Toll-like receptors: molecular mechanisms of the mammalian immune response.

Abstract

The unrelenting bombardment by microbial pathogens from the environment and their increasing resistance to medical treatments are a constant threat to the survival of all organisms on earth. Microbes are covered by molecular patterns that are common among a broad range of pathogens. These include the lipopolysaccharides (LPS) of Gram-negative bacteria, lipoteichoic acids of Gram-positive bacteria, lipoproteins of bacteria and parasites, glycolipids of mycobacteria, mannans of yeast and double-stranded RNAs of viruses.1,2 Recognition of and responses to these molecules are controlled by a wide variety of cellular receptors.

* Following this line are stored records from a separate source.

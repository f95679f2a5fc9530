// Host-side tests for the falling-symbol simulation.

mod common;

use common::{DrawCall, Recorder};
use folio_core::{Palette, RainConfig, RainSim, Theme};
use glam::Vec2;
use rand::rngs::StdRng;
use rand::SeedableRng;

fn make_rain(seed: u64, w: f32, h: f32) -> (RainSim, StdRng) {
    let mut rng = StdRng::seed_from_u64(seed);
    let sim = RainSim::new(RainConfig::default(), Vec2::new(w, h), &mut rng);
    (sim, rng)
}

#[test]
fn one_column_per_glyph_width() {
    let (sim, _) = make_rain(1, 250.0, 120.0);
    assert_eq!(sim.columns().len(), 20);
    for col in sim.columns() {
        assert!((-100..0).contains(&col.row), "row {}", col.row);
    }
}

#[test]
fn rows_never_decrease_except_on_reset() {
    let (mut sim, mut rng) = make_rain(2, 240.0, 96.0);
    let palette = Palette::for_theme(Theme::Dark);
    let mut surface = Recorder::new(240.0, 96.0);
    let mut resets = 0;
    for _ in 0..2000 {
        let before: Vec<i32> = sim.columns().iter().map(|c| c.row).collect();
        sim.tick(&mut rng, &mut surface, &palette);
        for (prev, col) in before.iter().zip(sim.columns()) {
            if col.row < *prev {
                assert!(col.row <= 0, "reset landed at {}", col.row);
                // Only columns already past the bottom edge reset.
                assert!(*prev as f32 * 12.0 > 96.0);
                resets += 1;
            } else {
                assert_eq!(col.row, prev + 1);
            }
        }
        surface.take();
    }
    assert!(resets > 0, "expected staggered resets over 2000 ticks");
}

#[test]
fn tick_fades_then_draws_one_glyph_per_column() {
    let (mut sim, mut rng) = make_rain(3, 120.0, 60.0);
    let palette = Palette::for_theme(Theme::Light);
    let mut surface = Recorder::new(120.0, 60.0);
    sim.tick(&mut rng, &mut surface, &palette);
    assert!(matches!(
        surface.calls.first(),
        Some(DrawCall::FillRect { color, .. }) if *color == palette.rain_fade
    ));
    let glyphs: Vec<&DrawCall> = surface
        .calls
        .iter()
        .filter(|c| matches!(c, DrawCall::Glyph { .. }))
        .collect();
    assert_eq!(glyphs.len(), 10);
    for (i, call) in glyphs.iter().enumerate() {
        if let DrawCall::Glyph { glyph, at, .. } = call {
            assert!(*glyph == '0' || *glyph == '1');
            assert_eq!(at.x, i as f32 * 12.0);
        }
    }
}

#[test]
fn same_seed_reproduces_exactly() {
    let palette = Palette::for_theme(Theme::Dark);
    let run = |seed| {
        let (mut sim, mut rng) = make_rain(seed, 180.0, 60.0);
        let mut surface = Recorder::new(180.0, 60.0);
        for _ in 0..300 {
            sim.tick(&mut rng, &mut surface, &palette);
        }
        (sim.columns().to_vec(), surface.calls)
    };
    assert_eq!(run(42), run(42));
}

#[test]
fn resize_rebuilds_only_on_column_change() {
    let (mut sim, mut rng) = make_rain(4, 120.0, 60.0);
    let palette = Palette::for_theme(Theme::Dark);
    let mut surface = Recorder::new(120.0, 60.0);
    for _ in 0..5 {
        sim.tick(&mut rng, &mut surface, &palette);
    }
    let rows: Vec<i32> = sim.columns().iter().map(|c| c.row).collect();

    sim.resize(Vec2::new(125.0, 300.0), &mut rng);
    let same: Vec<i32> = sim.columns().iter().map(|c| c.row).collect();
    assert_eq!(rows, same);

    sim.resize(Vec2::new(480.0, 300.0), &mut rng);
    assert_eq!(sim.columns().len(), 40);
}

#[test]
fn zero_width_has_no_columns() {
    let (mut sim, mut rng) = make_rain(5, 0.0, 0.0);
    assert!(sim.columns().is_empty());
    let mut surface = Recorder::new(0.0, 0.0);
    sim.tick(&mut rng, &mut surface, &Palette::for_theme(Theme::Dark));
    assert_eq!(surface.count(|c| matches!(c, DrawCall::Glyph { .. })), 0);
}
/// Markup contract between the page and the animation engine.
///
/// Attribute and class names live here so the page templates and the
/// wiring code agree on one spelling.
// Effect roots
pub const SEL_REVEAL: &str = "[data-reveal]";
pub const SEL_PARALLAX: &str = "[data-parallax]";
pub const SEL_PARALLAX_LAYER: &str = "[data-parallax-layer]";
pub const SEL_POINTER_CONTAINER: &str = "[data-pointer-parallax]";
pub const SEL_POINTER_CHILD: &str = "[data-sensitivity]";
pub const SEL_PARTICLES: &str = "[data-particles]";
pub const SEL_SHAPES: &str = "[data-shapes]";
pub const SEL_CODE: &str = "[data-code]";
pub const SEL_GRID: &str = "[data-grid]";
pub const SEL_ORBS: &str = "[data-orbs]";
pub const SEL_CANVAS_FX: &str = "canvas[data-fx]";
pub const SEL_TYPEWRITER: &str = "[data-typewriter]";
pub const SEL_NAV: &str = "[data-nav]";
pub const SEL_NAV_LINK: &str = "a[href^=\"#\"]";
pub const SEL_STAGGER: &str = "[data-reveal-stagger]";

// Per-element options
pub const ATTR_REVEAL: &str = "data-reveal";
pub const ATTR_SPEED: &str = "data-speed";
pub const ATTR_DIRECTION: &str = "data-direction";
pub const ATTR_FADE: &str = "data-fade";
pub const ATTR_SCALE: &str = "data-scale";
pub const ATTR_POINTER_LEAVE: &str = "data-pointer-parallax";
pub const ATTR_SENSITIVITY: &str = "data-sensitivity";
pub const ATTR_COUNT: &str = "data-count";
pub const ATTR_COLOR: &str = "data-color";
pub const ATTR_FX: &str = "data-fx";
pub const ATTR_TYPEWRITER: &str = "data-typewriter";
pub const ATTR_AUTO_MOUNT: &str = "data-fx-auto";

// Classes toggled by the engine
pub const CLASS_REVEALED: &str = "revealed";
pub const CLASS_SCROLLED: &str = "scrolled";
pub const CLASS_ACTIVE: &str = "active";
pub const CLASS_DARK: &str = "dark";
pub const CLASS_PARTICLE: &str = "fx-particle";
pub const CLASS_SHAPE: &str = "fx-shape";
pub const CLASS_CODE: &str = "fx-code";
pub const CLASS_GRID: &str = "fx-grid";
pub const CLASS_ORB: &str = "fx-orb";

// Sensitivity used when a pointer-parallax child gives none (px at the edge is half this)
pub const POINTER_SENSITIVITY_DEFAULT: f32 = 30.0;
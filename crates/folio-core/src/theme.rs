//! Process-wide dark/light flag with subscribe/notify.
//!
//! Exactly one writer (the host's theme toggle) calls [`ThemeFlag::set`];
//! any number of effects read it or subscribe to changes.

use crate::lifecycle::Subscription;
use fnv::FnvHashMap;
use std::cell::{Cell, RefCell};
use std::rc::{Rc, Weak};

#[derive(Clone, Copy, Debug, Default, PartialEq, Eq)]
pub enum Theme {
    #[default]
    Dark,
    Light,
}

impl Theme {
    #[inline]
    pub fn is_dark(self) -> bool {
        self == Theme::Dark
    }

    pub fn from_dark(dark: bool) -> Self {
        if dark {
            Theme::Dark
        } else {
            Theme::Light
        }
    }
}

type Listener = Rc<dyn Fn(Theme)>;

#[derive(Default)]
struct Inner {
    value: Cell<Theme>,
    listeners: RefCell<FnvHashMap<u64, Listener>>,
    next_id: Cell<u64>,
}

#[derive(Clone, Default)]
pub struct ThemeFlag {
    inner: Rc<Inner>,
}

impl ThemeFlag {
    pub fn new(initial: Theme) -> Self {
        let flag = Self::default();
        flag.inner.value.set(initial);
        flag
    }

    pub fn get(&self) -> Theme {
        self.inner.value.get()
    }

    /// Stores `theme` and notifies subscribers if it changed.
    pub fn set(&self, theme: Theme) {
        if self.inner.value.replace(theme) == theme {
            return;
        }
        log::debug!("theme changed to {:?}", theme);
        // Snapshot so listeners may subscribe or unsubscribe while notified.
        let listeners: Vec<Listener> = self.inner.listeners.borrow().values().cloned().collect();
        for listener in listeners {
            listener(theme);
        }
    }

    pub fn subscribe(&self, listener: impl Fn(Theme) + 'static) -> Subscription {
        let id = self.inner.next_id.get();
        self.inner.next_id.set(id + 1);
        self.inner
            .listeners
            .borrow_mut()
            .insert(id, Rc::new(listener));
        let weak: Weak<Inner> = Rc::downgrade(&self.inner);
        Subscription::new(move || {
            if let Some(inner) = weak.upgrade() {
                inner.listeners.borrow_mut().remove(&id);
            }
        })
    }

    pub fn subscriber_count(&self) -> usize {
        self.inner.listeners.borrow().len()
    }
}
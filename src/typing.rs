use crate::constants::*;
use crate::dom;
use crate::frame::run_every_frame;
use folio_core::{AliveFlag, RepeatingTask, Subscription, Typewriter};
use instant::Instant;
use std::cell::RefCell;
use std::rc::Rc;
use web_sys as web;

fn type_into(el: web::Element) -> Subscription {
    let text = match el.get_attribute(ATTR_TYPEWRITER) {
        Some(t) if !t.trim().is_empty() => t,
        _ => el.text_content().unwrap_or_default(),
    };
    let mut typewriter = Typewriter::new(text);
    el.set_text_content(Some(""));

    // Filled after the task exists so the step can stop its own loop.
    let alive: Rc<RefCell<Option<AliveFlag>>> = Rc::new(RefCell::new(None));
    let alive_step = alive.clone();
    let mut last = Instant::now();
    let task = RepeatingTask::new(move |_now| {
        let now = Instant::now();
        let dt = now - last;
        last = now;
        if typewriter.tick(dt) {
            el.set_text_content(Some(typewriter.visible()));
        }
        if typewriter.is_done() {
            if let Some(flag) = alive_step.borrow().as_ref() {
                flag.tear_down();
            }
        }
    });
    *alive.borrow_mut() = Some(task.alive());
    run_every_frame(task)
}

pub fn wire(document: &web::Document) -> Vec<Subscription> {
    dom::query_document(document, SEL_TYPEWRITER)
        .into_iter()
        .map(type_into)
        .collect()
}
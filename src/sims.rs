// Canvas simulations: the pointer-reactive node network and the falling
// symbol rain. Each canvas owns its simulation, RNG and surface for the
// lifetime of one mount.

use crate::attrs::{self, CanvasFx};
use crate::canvas::LazySurface;
use crate::constants::*;
use crate::dom;
use crate::events::listen_window;
use crate::frame::{run_every, run_every_frame};
use crate::gestures::{pointer_released, POINTER_END_EVENTS};
use folio_core::{
    NetworkConfig, NetworkSim, Palette, RainConfig, RainSim, RepeatingTask, Subscription, ThemeFlag,
};
use glam::Vec2;
use rand::rngs::StdRng;
use rand::SeedableRng;
use std::cell::RefCell;
use std::rc::Rc;
use wasm_bindgen::JsCast;
use web_sys as web;

struct NetworkCtx {
    sim: NetworkSim,
    surface: LazySurface,
    rng: StdRng,
    theme: ThemeFlag,
}

struct RainCtx {
    sim: RainSim,
    surface: LazySurface,
    rng: StdRng,
    theme: ThemeFlag,
}

/// Pointer position in canvas pixels, or `None` outside the canvas.
fn canvas_local(canvas: &web::HtmlCanvasElement, client: Vec2) -> Option<Vec2> {
    let rect = dom::element_rect(canvas);
    if rect.width <= 0.0 || rect.height <= 0.0 {
        return None;
    }
    let local = client - Vec2::new(rect.left, rect.top);
    if local.x < 0.0 || local.y < 0.0 || local.x > rect.width || local.y > rect.height {
        return None;
    }
    let scale = Vec2::new(
        canvas.width() as f32 / rect.width,
        canvas.height() as f32 / rect.height,
    );
    Some(local * scale)
}

fn pointer_type(ev: &web::Event) -> String {
    ev.dyn_ref::<web::PointerEvent>()
        .map(|p| p.pointer_type())
        .unwrap_or_default()
}

fn leaves_window(ev: &web::Event) -> bool {
    ev.dyn_ref::<web::MouseEvent>()
        .is_some_and(|m| m.related_target().is_none())
}

fn mount_network(canvas: web::HtmlCanvasElement, theme: &ThemeFlag) -> Vec<Subscription> {
    let size = dom::sync_canvas_to_parent(&canvas);
    let surface = LazySurface::new(canvas.clone());
    let mut rng = StdRng::from_entropy();
    let sim = NetworkSim::new(NetworkConfig::default(), size, &mut rng);
    log::info!("network: {} nodes on {}x{}", sim.nodes().len(), size.x, size.y);

    let ctx = Rc::new(RefCell::new(NetworkCtx {
        sim,
        surface,
        rng,
        theme: theme.clone(),
    }));

    let frame_ctx = ctx.clone();
    let task = RepeatingTask::new(move |_now| {
        if let Ok(mut c) = frame_ctx.try_borrow_mut() {
            let palette = Palette::for_theme(c.theme.get());
            let NetworkCtx {
                sim, surface, rng, ..
            } = &mut *c;
            // Nothing drawn, and no state advanced, until the context exists.
            if let Some(surface) = surface.get() {
                sim.frame(rng, surface, &palette);
            }
        }
    });

    let resize_ctx = ctx.clone();
    let resize_canvas = canvas.clone();
    let pointer_ctx = ctx.clone();
    let pointer_canvas = canvas;
    let mut subs: Vec<Subscription> = POINTER_END_EVENTS
        .into_iter()
        .map(|kind| {
            let release_ctx = ctx.clone();
            listen_window(kind, move |ev| {
                if !pointer_released(&ev.type_(), &pointer_type(&ev), leaves_window(&ev)) {
                    return;
                }
                if let Ok(mut c) = release_ctx.try_borrow_mut() {
                    c.sim.set_pointer(None);
                }
            })
        })
        .collect();
    subs.extend([
        run_every_frame(task),
        listen_window("resize", move |_| {
            let size = dom::sync_canvas_to_parent(&resize_canvas);
            if let Ok(mut c) = resize_ctx.try_borrow_mut() {
                c.sim.resize(size);
            }
        }),
        listen_window("pointermove", move |ev| {
            let pos = dom::client_pos(&ev).and_then(|p| canvas_local(&pointer_canvas, p));
            if let Ok(mut c) = pointer_ctx.try_borrow_mut() {
                c.sim.set_pointer(pos);
            }
        }),
    ]);
    subs
}

fn mount_rain(canvas: web::HtmlCanvasElement, theme: &ThemeFlag) -> Vec<Subscription> {
    let size = dom::sync_canvas_to_parent(&canvas);
    let surface = LazySurface::new(canvas.clone());
    let mut rng = StdRng::from_entropy();
    let cfg = RainConfig::default();
    let sim = RainSim::new(cfg, size, &mut rng);
    log::info!("rain: {} columns every {} ms", sim.columns().len(), cfg.tick_ms);

    let ctx = Rc::new(RefCell::new(RainCtx {
        sim,
        surface,
        rng,
        theme: theme.clone(),
    }));

    let tick_ctx = ctx.clone();
    let task = RepeatingTask::new(move |_now| {
        if let Ok(mut c) = tick_ctx.try_borrow_mut() {
            let palette = Palette::for_theme(c.theme.get());
            let RainCtx {
                sim, surface, rng, ..
            } = &mut *c;
            if let Some(surface) = surface.get() {
                sim.tick(rng, surface, &palette);
            }
        }
    });

    let resize_ctx = ctx;
    vec![
        run_every(task, cfg.tick_ms),
        listen_window("resize", move |_| {
            let size = dom::sync_canvas_to_parent(&canvas);
            if let Ok(mut c) = resize_ctx.try_borrow_mut() {
                let RainCtx { sim, rng, .. } = &mut *c;
                sim.resize(size, rng);
            }
        }),
    ]
}

pub fn wire(document: &web::Document, theme: &ThemeFlag) -> Vec<Subscription> {
    let mut subs = Vec::new();
    for el in dom::query_document(document, SEL_CANVAS_FX) {
        let raw = el.get_attribute(ATTR_FX).unwrap_or_default();
        let Some(kind) = attrs::canvas_fx(&raw) else {
            log::warn!("unknown canvas effect {:?}", raw);
            continue;
        };
        let Ok(canvas) = el.dyn_into::<web::HtmlCanvasElement>() else {
            continue;
        };
        subs.extend(match kind {
            CanvasFx::Network => mount_network(canvas, theme),
            CanvasFx::Rain => mount_rain(canvas, theme),
        });
    }
    subs
}
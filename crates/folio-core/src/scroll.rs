//! Global scroll position and navigation tracking.

use crate::constants::{NAV_SCROLLED_THRESHOLD_PX, NAV_SPY_OFFSET_PX};
use crate::geometry::Viewport;

/// Process-wide scroll snapshot. Only the host writes it.
#[derive(Clone, Copy, Debug, Default, PartialEq)]
pub struct ScrollState {
    pub scroll_y: f32,
    pub viewport: Viewport,
}

impl ScrollState {
    pub fn new(scroll_y: f32, viewport: Viewport) -> Self {
        Self { scroll_y, viewport }
    }
}

/// Whether the page has scrolled far enough for the compact nav style.
#[inline]
pub fn is_scrolled(scroll_y: f32) -> bool {
    scroll_y > NAV_SCROLLED_THRESHOLD_PX
}

/// A navigable section in document coordinates.
#[derive(Clone, Debug, PartialEq)]
pub struct Section {
    pub id: String,
    pub top: f32,
}

/// Picks the section the nav should highlight.
#[derive(Clone, Debug)]
pub struct ScrollSpy {
    sections: Vec<Section>,
    offset: f32,
    active: Option<usize>,
}

impl Default for ScrollSpy {
    fn default() -> Self {
        Self::new(Vec::new())
    }
}

impl ScrollSpy {
    pub fn new(mut sections: Vec<Section>) -> Self {
        sections.sort_by(|a, b| a.top.total_cmp(&b.top));
        Self {
            sections,
            offset: NAV_SPY_OFFSET_PX,
            active: None,
        }
    }

    pub fn with_offset(mut self, offset: f32) -> Self {
        self.offset = offset;
        self
    }

    /// Replaces section tops after a layout change, keeping the order
    /// invariant.
    pub fn set_sections(&mut self, sections: Vec<Section>) {
        *self = Self::new(sections).with_offset(self.offset);
    }

    /// Updates the active section for `scroll_y`. Returns whether it changed;
    /// read the new value with [`ScrollSpy::active`].
    pub fn update(&mut self, scroll_y: f32) -> bool {
        let line = scroll_y + self.offset;
        let next = self.sections.iter().rposition(|s| s.top <= line);
        if next == self.active {
            return false;
        }
        self.active = next;
        true
    }

    pub fn active(&self) -> Option<&str> {
        self.active.map(|i| self.sections[i].id.as_str())
    }
}
use folio_core::{FxError, FxResult, Rgba, Surface};
use glam::Vec2;
use std::f64::consts::TAU;
use wasm_bindgen::JsCast;
use web_sys as web;

/// `Surface` over a 2D canvas context.
pub struct CanvasSurface {
    canvas: web::HtmlCanvasElement,
    ctx: web::CanvasRenderingContext2d,
    font_px: f32,
}

impl CanvasSurface {
    /// Fails when the canvas has no 2D context (already claimed by WebGL, or
    /// unsupported).
    pub fn acquire(canvas: &web::HtmlCanvasElement) -> FxResult<Self> {
        let ctx = canvas
            .get_context("2d")
            .map_err(|e| FxError::surface(format!("{:?}", e)))?
            .ok_or_else(|| FxError::surface("2d context unavailable"))?
            .dyn_into::<web::CanvasRenderingContext2d>()
            .map_err(|_| FxError::surface("context is not 2d"))?;
        Ok(Self {
            canvas: canvas.clone(),
            ctx,
            font_px: 0.0,
        })
    }
}

impl Surface for CanvasSurface {
    fn size(&self) -> Vec2 {
        Vec2::new(self.canvas.width() as f32, self.canvas.height() as f32)
    }

    fn clear(&mut self) {
        let size = self.size();
        self.ctx
            .clear_rect(0.0, 0.0, size.x as f64, size.y as f64);
    }

    fn fill_rect(&mut self, origin: Vec2, size: Vec2, color: Rgba) {
        self.ctx.set_fill_style_str(&color.to_css());
        self.ctx
            .fill_rect(origin.x as f64, origin.y as f64, size.x as f64, size.y as f64);
    }

    fn line(&mut self, from: Vec2, to: Vec2, width: f32, color: Rgba) {
        self.ctx.set_stroke_style_str(&color.to_css());
        self.ctx.set_line_width(width as f64);
        self.ctx.begin_path();
        self.ctx.move_to(from.x as f64, from.y as f64);
        self.ctx.line_to(to.x as f64, to.y as f64);
        self.ctx.stroke();
    }

    fn circle(&mut self, center: Vec2, radius: f32, color: Rgba) {
        self.ctx.set_fill_style_str(&color.to_css());
        self.ctx.begin_path();
        if self
            .ctx
            .arc(center.x as f64, center.y as f64, radius as f64, 0.0, TAU)
            .is_ok()
        {
            self.ctx.fill();
        }
    }

    fn glyph(&mut self, glyph: char, at: Vec2, font_px: f32, color: Rgba) {
        if self.font_px != font_px {
            self.ctx.set_font(&format!("{}px monospace", font_px));
            self.font_px = font_px;
        }
        self.ctx.set_fill_style_str(&color.to_css());
        let mut buf = [0u8; 4];
        _ = self
            .ctx
            .fill_text(glyph.encode_utf8(&mut buf), at.x as f64, at.y as f64);
    }
}

/// Acquires the 2D context on first use and retries on later calls while it
/// is unavailable.
pub struct LazySurface {
    canvas: web::HtmlCanvasElement,
    surface: Option<CanvasSurface>,
    warned: bool,
}

impl LazySurface {
    pub fn new(canvas: web::HtmlCanvasElement) -> Self {
        let mut lazy = Self {
            canvas,
            surface: None,
            warned: false,
        };
        _ = lazy.get();
        lazy
    }

    pub fn get(&mut self) -> Option<&mut CanvasSurface> {
        if self.surface.is_none() {
            match CanvasSurface::acquire(&self.canvas) {
                Ok(s) => self.surface = Some(s),
                Err(e) if !self.warned => {
                    log::warn!("{}", e);
                    self.warned = true;
                }
                Err(_) => {}
            }
        }
        self.surface.as_mut()
    }
}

The best characterized receptors are the T-cell receptor and B-cell antibody receptor of the adaptive immune response, the specificity of which is randomly generated and clonally selected during the development of T and B lymphocytes.3 Unlike the receptors of the adaptive immune system, the pattern recognition receptors of the innate immune system have predetermined specificity generated early on in evolution and play an essential role in the determination of self versus non-self during the initial rapid responses to infection.1,2 As described in this review, a family of cell surface receptors, termed Toll-like receptors, are emerging as key regulators of host responses to infection.